Start of the Week

Sep 13, 2010 12:13

I know you read these now Amelia, but I am still going to write what is on my mind. We can talk about anything I write if you want, that is fine. I still am going to just keep writing when I figure stuff out.

Proactive

It is what my wife and I need to do to survive the next few months, maybe even something to start for the rest of our lives. Going out and doing things, without prompting, without asking, seeking out ways on our own to help our spouse. This will lead to success.

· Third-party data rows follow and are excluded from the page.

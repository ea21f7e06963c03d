//! Placeholder for engines that cannot run in this environment.

use std::path::Path;

use async_trait::async_trait;

use super::{Device, ExtractionResult, Extractor};
use crate::error::EngineError;

/// Adapter that fails every call with the same `Unavailable` error.
///
/// Keeps unavailable engines visible in reports as attempted rather than
/// silently missing.
pub struct UnavailableExtractor {
    name: String,
    reason: String,
}

impl UnavailableExtractor {
    pub fn new(name: impl Into<String>, reason: impl Into<String>) -> Self {
        Self {
            name: name.into(),
            reason: reason.into(),
        }
    }

    pub fn reason(&self) -> &str {
        &self.reason
    }
}

#[async_trait(?Send)]
impl Extractor for UnavailableExtractor {
    fn name(&self) -> &str {
        &self.name
    }

    fn is_loaded(&self) -> bool {
        false
    }

    async fn extract(&mut self, _document: &Path, _device: Device) -> Result<ExtractionResult, EngineError> {
        Err(EngineError::Unavailable(self.reason.clone()))
    }
}

#[cfg(test)]
mod tests {
    use super::*;

    #[tokio::test]
    async fn test_always_fails() {
        let mut extractor = UnavailableExtractor::new("smolvlm", "no command configured");
        for _ in 0..2 {
            let err = extractor
                .extract(Path::new("missing.png"), Device::Cpu)
                .await
                .unwrap_err();
            assert_eq!(err, EngineError::Unavailable("no command configured".to_string()));
        }
        assert_eq!(extractor.name(), "smolvlm");
    }
}
//! Config command - manage configuration.

use std::path::PathBuf;

use clap::{Args, Subcommand};
use console::style;

use ocrbench_core::BenchConfig;

/// Arguments for the config command.
#[derive(Args)]
pub struct ConfigArgs {
    #[command(subcommand)]
    command: ConfigCommand,
}

#[derive(Subcommand)]
enum ConfigCommand {
    /// Show the effective configuration
    Show,

    /// Initialize a new configuration file with defaults
    Init(InitArgs),

    /// Show configuration file path
    Path,
}

#[derive(Args)]
struct InitArgs {
    /// Output path for configuration file
    #[arg(short, long)]
    output: Option<PathBuf>,

    /// Overwrite existing file
    #[arg(long)]
    force: bool,
}

pub fn run(args: ConfigArgs, config_path: Option<&str>) -> anyhow::Result<()> {
    match args.command {
        ConfigCommand::Show => show_config(config_path),
        ConfigCommand::Init(init_args) => init_config(init_args),
        ConfigCommand::Path => show_path(),
    }
}

pub fn default_config_path() -> PathBuf {
    dirs::config_dir()
        .unwrap_or_else(|| PathBuf::from("."))
        .join("ocrbench")
        .join("config.json")
}

fn show_config(config_path: Option<&str>) -> anyhow::Result<()> {
    if config_path.is_none() && !default_config_path().exists() {
        eprintln!("{} No config file found, showing defaults.", style("ℹ").blue());
    }

    let config = super::load_config(config_path)?;
    println!("{}", serde_json::to_string_pretty(&config)?);

    Ok(())
}

fn init_config(args: InitArgs) -> anyhow::Result<()> {
    let output_path = args.output.unwrap_or_else(default_config_path);

    if output_path.exists() && !args.force {
        anyhow::bail!(
            "Config file already exists at {}. Use --force to overwrite.",
            output_path.display()
        );
    }

    BenchConfig::default().save(&output_path)?;

    println!(
        "{} Created configuration file at {}",
        style("✓").green(),
        output_path.display()
    );

    Ok(())
}

fn show_path() -> anyhow::Result<()> {
    let config_path = default_config_path();

    println!("Configuration file: {}", config_path.display());

    if config_path.exists() {
        println!("Status: {}", style("exists").green());
    } else {
        println!("Status: {}", style("not created").yellow());
        println!();
        println!("Run 'ocrbench config init' to create a configuration file.");
    }

    Ok(())
}
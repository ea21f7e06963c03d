//! Configuration and benchmark record models.

pub mod config;
pub mod record;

It is hard for us when we hurt each other so much, when we aren't as open, when there is not as much trust and listening. Amelia made the point that she was more emotional when we got married, but has switched to more mental forms of control in more recent months. That effects the way she handles things, including our marriage. She has gotten some thigns organized for sure, but some things seems different. I think the main point of that summary however, is how we both choose to handle things. We handle things in a reactive manner. I KNOW I am more emotional sometimes and more mental others. I know that right now, I am getting more focused and mentally in control than I have in years.

The danger remains that we will fall farther apart if we just buckle down.

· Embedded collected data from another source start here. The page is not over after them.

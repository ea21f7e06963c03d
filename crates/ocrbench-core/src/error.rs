//! Error types for the ocrbench-core library.

use std::time::Duration;

use thiserror::Error;

/// Main error type for the ocrbench library.
#[derive(Error, Debug)]
pub enum BenchError {
    /// Engine-level failure (load, decode, inference).
    #[error("engine error: {0}")]
    Engine(#[from] EngineError),

    /// PDF rasterization error.
    #[error("PDF error: {0}")]
    Pdf(#[from] PdfError),

    /// Image processing error.
    #[error("image error: {0}")]
    Image(#[from] image::ImageError),

    /// I/O error.
    #[error("I/O error: {0}")]
    Io(#[from] std::io::Error),

    /// JSON serialization error.
    #[error("JSON error: {0}")]
    Json(#[from] serde_json::Error),

    /// CSV rendering error.
    #[error("CSV error: {0}")]
    Csv(#[from] csv::Error),

    /// Invalid field pattern.
    #[error("pattern error: {0}")]
    Pattern(#[from] regex::Error),

    /// Configuration error.
    #[error("configuration error: {0}")]
    Config(String),
}

/// Failures of a single engine on a single document.
///
/// None of these abort a benchmark run; the runner turns them into failure
/// records and moves on.
#[derive(Error, Debug, Clone, PartialEq)]
pub enum EngineError {
    /// The engine's runtime or model could not be loaded.
    #[error("engine unavailable: {0}")]
    Unavailable(String),

    /// The input could not be decoded as an image or PDF.
    #[error("document unreadable: {0}")]
    DocumentUnreadable(String),

    /// The engine loaded but inference failed.
    #[error("extraction failed: {0}")]
    ExtractionFailed(String),

    /// Inference exceeded the configured timeout.
    #[error("inference timed out after {0:?}")]
    Timeout(Duration),
}

impl EngineError {
    /// Stable tag written into failure records.
    pub fn kind(&self) -> &'static str {
        match self {
            Self::Unavailable(_) => "engine_unavailable",
            Self::DocumentUnreadable(_) => "document_unreadable",
            Self::ExtractionFailed(_) => "extraction_failure",
            Self::Timeout(_) => "timeout",
        }
    }
}

/// Errors related to PDF rasterization.
#[derive(Error, Debug)]
pub enum PdfError {
    /// Failed to open/parse the PDF file.
    #[error("failed to parse PDF: {0}")]
    Parse(String),

    /// The PDF is encrypted and cannot be processed.
    #[error("PDF is encrypted")]
    Encrypted,

    /// The PDF is empty or has no pages.
    #[error("PDF has no pages")]
    NoPages,

    /// No raster content could be recovered from the page.
    #[error("failed to extract page image: {0}")]
    ImageExtraction(String),
}

impl From<PdfError> for EngineError {
    fn from(err: PdfError) -> Self {
        EngineError::DocumentUnreadable(err.to_string())
    }
}

impl From<image::ImageError> for EngineError {
    fn from(err: image::ImageError) -> Self {
        EngineError::DocumentUnreadable(err.to_string())
    }
}

/// Result type for the ocrbench library.
pub type Result<T> = std::result::Result<T, BenchError>;

#[cfg(test)]
mod tests {
    use super::*;

    #[test]
    fn test_engine_error_kinds() {
        assert_eq!(EngineError::Unavailable("x".into()).kind(), "engine_unavailable");
        assert_eq!(EngineError::DocumentUnreadable("x".into()).kind(), "document_unreadable");
        assert_eq!(EngineError::ExtractionFailed("x".into()).kind(), "extraction_failure");
        assert_eq!(EngineError::Timeout(Duration::from_secs(1)).kind(), "timeout");
    }

    #[test]
    fn test_pdf_error_is_unreadable_document() {
        let err: EngineError = PdfError::NoPages.into();
        assert_eq!(err, EngineError::DocumentUnreadable("PDF has no pages".to_string()));
    }
}
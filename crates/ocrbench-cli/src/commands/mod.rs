//! CLI subcommands.

pub mod bench;
pub mod config;
pub mod fields;
pub mod report;

use std::path::Path;

use tracing::debug;

use ocrbench_core::BenchConfig;

/// Effective configuration: `--config` if given, else the default file if
/// it exists, else defaults; environment overrides on top.
pub fn load_config(config_path: Option<&str>) -> anyhow::Result<BenchConfig> {
    let mut config = match config_path {
        Some(path) => {
            let path = Path::new(path);
            if !path.exists() {
                anyhow::bail!("Config file not found: {}", path.display());
            }
            BenchConfig::from_file(path)?
        }
        None => {
            let default_path = config::default_config_path();
            if default_path.exists() {
                debug!("Using config from {}", default_path.display());
                BenchConfig::from_file(&default_path)?
            } else {
                BenchConfig::default()
            }
        }
    };

    config.apply_env_overrides()?;
    Ok(config)
}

We need to find in our own ways, and most importantly as a couple, how to actively seek out ways to help ourselves, our spouse, and our marriage, and we need to balance the mental and emotianl parts. There are things that need to be done for our emotional needs, and things that need to be done that require moremental control. The act of a proactive balance needs to be achived.

Amelia is great at breaking down larger tasks into smaller, more manigiable chuncks. Maybe I am the stratagist, and she is the tactician, even though we share objectives.